Best death: Actually, it’s a non-death. Parasailing in a shark movie seems perilously close to wearing a red shirt in Star Trek. Yet, miraculously, the participant here actually survives with their limbs intact. That was unexpected.
Ozark Sharks (2016)
Dir: Misty Talley
Star: Allisyn Ashley Arm, Dave Davis, Michael Papajohn, Thomas Francis Murphy
I realized when watching this, that I didn’t actually know where the Ozark Mountains are. Turns out they’re on the border between Missouri and (I should probably have guessed) Arkansas. Given this was filmed in Louisiana, I’m not sure the makers known much about the Ozarks either – except that they rhyme with “shark”. Painfully generic, and populated largely by painfully stupid characters, this has a nuclear family – mom, dad, introverted teen daughter, preppy-ish son and grandma – take a trip to a lakeside cabin. Inevitably, and for no particular reason, the river is infested with sharks that chew up grandma, and go on to threaten everyone else in the area dumb enough to set toe near the water. Which, it appears, is about 99% of the population.
Yes, the idiocy is strong in this one. For example, none of the adults even try to notify the authorities – that’s left to one of the teenagers, and they are inevitably written off as a prank caller. There’s another point where someone is “stranded” on a log, and demanding rescue, when the bank is about 10 feet behind them and easily accessible. And I lost count of the number of times people stood right on the edge of the lake to have a conversation, when any sensible person in their situation, would be moving rapidly toward higher, more shark-resistant ground. Oh, I know a certain lack of intelligence is par for the horror genre. If it weren’t for people entering basements, reading books and staying in locations they really shouldn’t, movies would be a lot shorter and considerably duller. This, however, takes it to and beyond dumb, to an eye-rolling degree.
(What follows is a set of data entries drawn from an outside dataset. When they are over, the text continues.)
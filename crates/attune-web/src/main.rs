//! attune relay server.
//!
//! # Usage
//!
//! ```bash
//! OPENROUTER_KEY=sk-... cargo run -p attune-web
//! OPENROUTER_KEY=sk-... cargo run -p attune-web -- --model openai/gpt-4o --port 8080
//! OPENROUTER_KEY=sk-... ATTUNE_ALLOWED_ORIGINS=https://app.example.com cargo run -p attune-web
//! ```
//!
//! Then send a conversation:
//!
//! ```bash
//! curl -s localhost:3001/api/chat -H 'content-type: application/json' -d '{
//!   "messages": [{"role": "user", "content": "Hello"}],
//!   "emotions": [{"dominantEmotion": "happy", "confidence": 92}]
//! }'
//! ```

use std::net::{IpAddr, SocketAddr};
use std::sync::Arc;
use std::time::Duration;

use attune::client::OpenRouterClient;
use attune::config::ProviderConfig;
use attune::relay::Relay;
use attune_web::{WebConfig, spawn_web};
use clap::Parser;
use tracing::info;
use tracing_subscriber::EnvFilter;
use tracing_subscriber::layer::SubscriberExt;
use tracing_subscriber::util::SubscriberInitExt;

/// Emotion-aware chat relay server.
#[derive(Parser)]
#[command(about = "Relay chat requests to an LLM with emotion-aware system prompts")]
struct Args {
    /// API key for the chat-completions provider.
    #[arg(long, env = "OPENROUTER_KEY", hide_env_values = true)]
    api_key: String,

    /// Address to bind to.
    #[arg(long, env = "ATTUNE_HOST", default_value = "127.0.0.1")]
    host: IpAddr,

    /// Port to listen on.
    #[arg(long, env = "PORT", default_value_t = 3001)]
    port: u16,

    /// Chat-completions endpoint.
    #[arg(long, env = "ATTUNE_ENDPOINT", default_value = attune::OPENROUTER_URL)]
    endpoint: String,

    /// LLM model to use.
    #[arg(long, env = "ATTUNE_MODEL", default_value = attune::DEFAULT_MODEL)]
    model: String,

    /// Maximum tokens per reply.
    #[arg(long, default_value_t = attune::DEFAULT_MAX_TOKENS)]
    max_tokens: u32,

    /// Sampling temperature.
    #[arg(long, default_value_t = attune::DEFAULT_TEMPERATURE)]
    temperature: f32,

    /// Provider request timeout in seconds.
    #[arg(long, default_value_t = 60)]
    timeout_secs: u64,

    /// Origin allowed to call the API from a browser (repeatable, `*` for any).
    #[arg(
        long = "allowed-origin",
        env = "ATTUNE_ALLOWED_ORIGINS",
        value_delimiter = ',',
        default_values_t = WebConfig::default().allowed_origins
    )]
    allowed_origins: Vec<String>,
}

#[tokio::main]
async fn main() -> Result<(), String> {
    let args = Args::parse();

    let filter = EnvFilter::try_from_default_env()
        .unwrap_or_else(|_| EnvFilter::new("info,attune=debug,attune_web=debug"));
    tracing_subscriber::registry()
        .with(filter)
        .with(tracing_subscriber::fmt::layer())
        .init();

    // 1. Provider client from explicit configuration.
    let provider_config = ProviderConfig::new(args.api_key)
        .with_endpoint(args.endpoint)
        .with_model(args.model)
        .with_max_tokens(args.max_tokens)
        .with_temperature(args.temperature)
        .with_timeout(Duration::from_secs(args.timeout_secs));
    info!("Provider: {provider_config:?}");
    let client = OpenRouterClient::new(provider_config)?;

    // 2. Relay shared by every request.
    let relay = Relay::new(Arc::new(client));

    // 3. Serve.
    let web_config = WebConfig {
        bind_addr: SocketAddr::new(args.host, args.port),
        allowed_origins: args.allowed_origins,
    };
    info!("Allowed origins: {:?}", web_config.allowed_origins);
    let addr = spawn_web(relay, web_config).await?;
    info!("attune relay listening on http://{addr}");

    tokio::signal::ctrl_c()
        .await
        .map_err(|e| format!("failed to listen for shutdown signal: {e}"))?;
    info!("Shutting down");
    Ok(())
}
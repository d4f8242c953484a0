use core::alloc::Layout;

/// The error type for fallible container operations.
#[derive(Clone, Debug, PartialEq, Eq, thiserror::Error)]
pub enum Error {
    /// Error due to the computed capacity exceeding the collection's maximum
    /// (usually `isize::MAX` bytes).
    #[error("capacity overflow")]
    CapacityOverflow,

    /// The memory allocator returned an error.
    #[error("memory allocation of {} bytes failed", .layout.size())]
    AllocError {
        /// The layout of the allocation request that failed.
        layout: Layout,
    },

    /// A slot index past the end of the buffer.
    #[error("index {index} out of bounds for length {len}")]
    OutOfBounds {
        /// The index that was requested.
        index: usize,
        /// The number of slots available.
        len: usize,
    },

    /// A sequential write that does not fit inside its slot.
    #[error("span of {len} bytes at offset {offset} does not fit in a {unit}-byte slot")]
    SpanOutOfSlot {
        /// Where the write would have started.
        offset: usize,
        /// How many bytes would have been written.
        len: usize,
        /// The size of one slot.
        unit: usize,
    },

    /// A whole-slot write whose input is not exactly one slot long.
    #[error("expected {unit} bytes, got {got}")]
    WrongUnitSize {
        /// The size of one slot.
        unit: usize,
        /// The length of the input.
        got: usize,
    },

    /// A resize below the number of stored elements.
    #[error("cannot resize to {requested} slots while holding {entries} entries")]
    InvalidRequest {
        /// The requested number of slots.
        requested: usize,
        /// The number of live entries.
        entries: usize,
    },

    /// The key was not present.
    #[error("key not found")]
    NotFound,
}

impl Error {
    /// The status class this error belongs to.
    pub fn status(&self) -> Status {
        match self {
            Error::CapacityOverflow | Error::AllocError { .. } => Status::NoMem,
            Error::OutOfBounds { .. }
            | Error::SpanOutOfSlot { .. }
            | Error::WrongUnitSize { .. } => Status::Invalid,
            Error::InvalidRequest { .. } => Status::InvalidRequest,
            Error::NotFound => Status::NotFound,
        }
    }

    /// Diverges on allocation failure the way the standard collections do.
    #[cold]
    pub(crate) fn abort(self) -> ! {
        match self {
            Error::AllocError { layout } => alloc::alloc::handle_alloc_error(layout),
            Error::CapacityOverflow => panic!("capacity overflow"),
            e => panic!("{}", e),
        }
    }
}

/// Outcome of the most recent operation on a container.
///
/// Every lookup and mutation records one of these, so callers that do not want to thread a
/// `Result` through every call site can inspect the last outcome after the fact.
#[derive(Clone, Copy, Debug, Default, PartialEq, Eq, Hash)]
pub enum Status {
    /// The operation completed.
    #[default]
    Success,
    /// The request addressed something outside the structure.
    Invalid,
    /// The key was not present.
    NotFound,
    /// Growing the structure failed; it was left unchanged.
    NoMem,
    /// A resize was asked to go below the number of live entries.
    InvalidRequest,
}

impl Status {
    /// Returns `true` for [`Status::Success`].
    pub fn is_success(self) -> bool {
        self == Status::Success
    }
}

impl<T> From<&Result<T, Error>> for Status {
    fn from(r: &Result<T, Error>) -> Self {
        match r {
            Ok(_) => Status::Success,
            Err(e) => e.status(),
        }
    }
}
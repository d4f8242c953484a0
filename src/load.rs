//! Growth policies for the hash containers.

/// Decides when a table has become crowded enough that it should grow.
///
/// The table consults its policy after every insertion of a new key. Growth happens regardless
/// of the policy once `entries` would exceed `capacity`, so a policy can only make a table grow
/// *earlier*.
///
/// Plain functions and closures of the right shape are policies too:
///
/// ```
/// use bitprobe::{DefaultHashBuilder, HashMap};
///
/// // Never grow until the table is completely full.
/// let mut map = HashMap::with_capacity_hasher_and_load(
///     4,
///     DefaultHashBuilder::default(),
///     |_entries: usize, _capacity: usize| false,
/// );
/// for i in 0..4 {
///     map.insert(i, i);
/// }
/// assert_eq!(map.capacity(), 4);
/// ```
pub trait LoadPolicy {
    /// Returns `true` if a table holding `entries` items in `capacity` slots should grow.
    fn should_grow(&self, entries: usize, capacity: usize) -> bool;
}

/// Grows once more than three quarters of the slots are occupied.
#[derive(Clone, Copy, Debug, Default, PartialEq, Eq)]
pub struct DefaultLoad;

impl LoadPolicy for DefaultLoad {
    #[inline]
    fn should_grow(&self, entries: usize, capacity: usize) -> bool {
        // entries / capacity > 3 / 4, without the float.
        entries.saturating_mul(4) > capacity.saturating_mul(3)
    }
}

/// Grows once the fraction of occupied slots exceeds the given factor.
#[derive(Clone, Copy, Debug, PartialEq)]
pub struct LoadFactor(pub f32);

impl LoadPolicy for LoadFactor {
    #[inline]
    fn should_grow(&self, entries: usize, capacity: usize) -> bool {
        capacity == 0 || entries as f32 / capacity as f32 > self.0
    }
}

impl<F> LoadPolicy for F
where
    F: Fn(usize, usize) -> bool,
{
    #[inline]
    fn should_grow(&self, entries: usize, capacity: usize) -> bool {
        self(entries, capacity)
    }
}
There are a couple of bright spots. The best character is likely Jones (Murphy), the local bait-shop owner who possesses the biggest weapons stash since the original Tremors. His truck comes equipped with the kind of weaponry necessary to the plot, triggering the following exchange with one of the city folk, who it appears is not a devotee of the second amendment:
“Why do you need a harpoon cannon?”
“To shoot my harpoon with.”
Murphy appears largely to be channeling Tommy Lee Jones – which may explain the name – yet is a lot of fun to watch. The rest of the cast appear to be going through the motions, with daughter Molly (Arm) the sole character to show anything like development. Although I have to say, the final death did come as a significant surprise, both in target and execution. It may be related to the image above, which had us quoting Fargo: “I guess that was your aquatic life-form in the wood chipper.”
They do also play nicely with the Deep Blue Sea trope, in which a character gives a rousing speech only to be interrupted by being eaten. In this case, the victim barely gets half a sentence in – just long enough for us to identify the cliche – before getting gobbled. That, and a “I need a hand” joke that appealed enormously to the 11-year-old in us, were the high moments of what was otherwise significantly more irritating than amusing. Lazy and uninventive, the imagination on view here appears to begin and end at the title.
Best death: giving this to one of the sharks, who has its mouth stuffed full of fireworks, turning it into an water-dwelling pyrotechnic display.